WHAT TO WORK ON =
Please take the records that follow and repeat exactly the lines starting with the line with "Some(TargetPort::Text) => source_class" and going on through the line with "NodeKind::ExtractFrame => source.kind".

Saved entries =
'''

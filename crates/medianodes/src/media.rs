use async_trait::async_trait;
use mediacore::{CapabilityError, Value};
use mediaruntime::MediaCapability;

/// Frame reference returned when no extraction service is wired in.
pub const PLACEHOLDER_FRAME: &str = "https://picsum.photos/seed/weavy/800/450";

/// Media capability that leaves images untouched and returns a fixed
/// placeholder for extracted frames.
pub struct PassthroughMedia {
    frame: String,
}

impl PassthroughMedia {
    pub fn new() -> Self {
        Self::with_frame(PLACEHOLDER_FRAME)
    }

    pub fn with_frame(frame: impl Into<String>) -> Self {
        Self { frame: frame.into() }
    }
}

impl Default for PassthroughMedia {
    fn default() -> Self {
        Self::new()
    }
}

#[async_trait]
impl MediaCapability for PassthroughMedia {
    fn name(&self) -> &str {
        "passthrough"
    }

    async fn crop(&self, image: Value) -> Result<Value, CapabilityError> {
        Ok(image)
    }

    async fn extract_frame(&self, video: Value) -> Result<Value, CapabilityError> {
        tracing::debug!("Extracting center frame from {}", video.to_text());
        Ok(Value::String(self.frame.clone()))
    }
}
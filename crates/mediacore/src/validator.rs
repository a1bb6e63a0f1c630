//! Port-type rules checked before an edge enters the graph.
//!
//! Edges are only checked on creation. Execution never re-validates, so a
//! workflow loaded from disk runs with whatever edges it carries.

use crate::node::{NodeKind, PortClass};
use crate::workflow::{Connection, TargetPort, Workflow};
use crate::WorkflowError;

/// Whether `candidate` may be added to `workflow`.
pub fn is_valid_connection(workflow: &Workflow, candidate: &Connection) -> bool {
    validate_connection(workflow, candidate).is_ok()
}

/// Same verdict as [`is_valid_connection`], with the reason on rejection.
pub fn validate_connection(workflow: &Workflow, candidate: &Connection) -> Result<(), WorkflowError> {
    let source = workflow
        .node(&candidate.source)
        .ok_or_else(|| WorkflowError::NodeNotFound(candidate.source.clone()))?;
    let target = workflow
        .node(&candidate.target)
        .ok_or_else(|| WorkflowError::NodeNotFound(candidate.target.clone()))?;

    let source_class = source.kind.port_class();
    let admitted = match target.kind {
        NodeKind::RunLlm => match candidate.target_port {
            Some(TargetPort::Image) => source_class == PortClass::Image,
            Some(TargetPort::Text) => source_class == PortClass::Text,
            None => false,
        },
        NodeKind::CropImage => source_class == PortClass::Image,
        NodeKind::ExtractFrame => source.kind == NodeKind::UploadVideo,
        NodeKind::Text | NodeKind::UploadImage | NodeKind::UploadVideo => true,
    };

    if admitted {
        return Ok(());
    }

    let port = candidate
        .target_port
        .map(|p| format!(" port '{p}'"))
        .unwrap_or_default();
    Err(WorkflowError::InvalidConnection(format!(
        "{} ({}) cannot feed {} ({}){}",
        source.id, source.kind, target.id, target.kind, port
    )))
}
use crate::history::{RunId, RunScope, RunStatus};
use crate::{NodeId, NodeKind, Value};
use chrono::{DateTime, Utc};
use serde::{Deserialize, Serialize};
use tokio::sync::broadcast;

/// Events emitted during workflow execution
#[derive(Debug, Clone, Serialize, Deserialize)]
#[serde(tag = "type")]
pub enum ExecutionEvent {
    RunStarted {
        run_id: RunId,
        scope: RunScope,
        targets: Vec<NodeId>,
        timestamp: DateTime<Utc>,
    },
    RunCompleted {
        run_id: RunId,
        status: RunStatus,
        duration_ms: u64,
        timestamp: DateTime<Utc>,
    },
    NodeStarted {
        run_id: RunId,
        node_id: NodeId,
        kind: NodeKind,
        timestamp: DateTime<Utc>,
    },
    NodeCompleted {
        run_id: RunId,
        node_id: NodeId,
        output: Value,
        duration_ms: u64,
        timestamp: DateTime<Utc>,
    },
    NodeFailed {
        run_id: RunId,
        node_id: NodeId,
        error: String,
        timestamp: DateTime<Utc>,
    },
    NodeEvent {
        run_id: RunId,
        node_id: NodeId,
        event: NodeEvent,
        timestamp: DateTime<Utc>,
    },
    WorkflowReset {
        timestamp: DateTime<Utc>,
    },
}

/// Events specific to node execution
#[derive(Debug, Clone, Serialize, Deserialize)]
#[serde(tag = "event_type")]
pub enum NodeEvent {
    Info { message: String },
    Warning { message: String },
}

/// Event emitter scoped to one node within one run
#[derive(Clone)]
pub struct EventEmitter {
    run_id: RunId,
    node_id: NodeId,
    sender: broadcast::Sender<ExecutionEvent>,
}

impl EventEmitter {
    pub fn new(run_id: RunId, node_id: NodeId, sender: broadcast::Sender<ExecutionEvent>) -> Self {
        Self {
            run_id,
            node_id,
            sender,
        }
    }

    pub fn emit(&self, event: NodeEvent) {
        let _ = self.sender.send(ExecutionEvent::NodeEvent {
            run_id: self.run_id,
            node_id: self.node_id.clone(),
            event,
            timestamp: Utc::now(),
        });
    }

    pub fn info(&self, message: impl Into<String>) {
        self.emit(NodeEvent::Info {
            message: message.into(),
        });
    }

    pub fn warn(&self, message: impl Into<String>) {
        self.emit(NodeEvent::Warning {
            message: message.into(),
        });
    }
}

/// Global event bus
pub struct EventBus {
    sender: broadcast::Sender<ExecutionEvent>,
}

impl EventBus {
    pub fn new(capacity: usize) -> Self {
        let (sender, _) = broadcast::channel(capacity);
        Self { sender }
    }

    pub fn subscribe(&self) -> broadcast::Receiver<ExecutionEvent> {
        self.sender.subscribe()
    }

    /// Publish an event. Having no subscribers is not an error.
    pub fn emit(&self, event: ExecutionEvent) {
        let _ = self.sender.send(event);
    }

    pub fn create_emitter(&self, run_id: RunId, node_id: NodeId) -> EventEmitter {
        EventEmitter::new(run_id, node_id, self.sender.clone())
    }
}
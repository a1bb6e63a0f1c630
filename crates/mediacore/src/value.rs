use serde::{Deserialize, Serialize};

/// Dynamic value carried along edges and stored as a node's output.
///
/// Media travels as strings: a URL, or a data URL (`data:<mime>;base64,<data>`).
#[derive(Debug, Clone, Serialize, Deserialize, PartialEq, Default)]
#[serde(untagged)]
pub enum Value {
    #[default]
    Null,
    Bool(bool),
    Number(f64),
    String(String),
    Json(serde_json::Value),
}

impl Value {
    pub fn as_str(&self) -> Option<&str> {
        match self {
            Value::String(s) => Some(s),
            _ => None,
        }
    }

    pub fn as_json(&self) -> Option<&serde_json::Value> {
        match self {
            Value::Json(j) => Some(j),
            _ => None,
        }
    }

    /// Loose truthiness: null, false, 0, NaN and the empty string are falsy.
    /// Any JSON array or object is truthy, even when empty.
    pub fn is_truthy(&self) -> bool {
        match self {
            Value::Null => false,
            Value::Bool(b) => *b,
            Value::Number(n) => *n != 0.0 && !n.is_nan(),
            Value::String(s) => !s.is_empty(),
            Value::Json(j) => match j {
                serde_json::Value::Null => false,
                serde_json::Value::Bool(b) => *b,
                serde_json::Value::Number(n) => n.as_f64().is_some_and(|f| f != 0.0),
                serde_json::Value::String(s) => !s.is_empty(),
                serde_json::Value::Array(_) | serde_json::Value::Object(_) => true,
            },
        }
    }

    /// Render the value as prompt text.
    pub fn to_text(&self) -> String {
        match self {
            Value::Null => String::new(),
            Value::Bool(b) => b.to_string(),
            Value::Number(n) => n.to_string(),
            Value::String(s) => s.clone(),
            Value::Json(serde_json::Value::String(s)) => s.clone(),
            Value::Json(j) => j.to_string(),
        }
    }
}

impl From<String> for Value {
    fn from(s: String) -> Self {
        Value::String(s)
    }
}

impl From<&str> for Value {
    fn from(s: &str) -> Self {
        Value::String(s.to_string())
    }
}

impl From<f64> for Value {
    fn from(n: f64) -> Self {
        Value::Number(n)
    }
}

impl From<i64> for Value {
    fn from(n: i64) -> Self {
        Value::Number(n as f64)
    }
}

impl From<bool> for Value {
    fn from(b: bool) -> Self {
        Value::Bool(b)
    }
}

impl From<serde_json::Value> for Value {
    fn from(j: serde_json::Value) -> Self {
        Value::Json(j)
    }
}

/// A decoded `data:<mime>;base64,<data>` image reference.
#[derive(Debug, Clone, PartialEq, Eq)]
pub struct DataUrl<'a> {
    pub mime_type: &'a str,
    pub data: &'a str,
}

impl<'a> DataUrl<'a> {
    /// Split a base64 data URL. Returns `None` for plain URLs or malformed input.
    pub fn parse(input: &'a str) -> Option<Self> {
        let rest = input.strip_prefix("data:")?;
        let (mime_type, data) = rest.split_once(";base64,")?;

        let (kind, subtype) = mime_type.split_once('/')?;
        let valid_kind = !kind.is_empty() && kind.chars().all(|c| c.is_ascii_alphanumeric());
        let valid_subtype = !subtype.is_empty()
            && subtype
                .chars()
                .all(|c| c.is_ascii_alphanumeric() || matches!(c, '-' | '.' | '+'));

        if !valid_kind || !valid_subtype || data.is_empty() {
            return None;
        }

        Some(Self { mime_type, data })
    }
}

'''

ANSWER TO THE PROBLEM =
            Some(TargetPort::Text) => source_class == PortClass::Text,
            None => false,
        },
        NodeKind::CropImage => source_class == PortClass::Image,
        NodeKind::ExtractFrame => source.kind == NodeKind::UploadVideo,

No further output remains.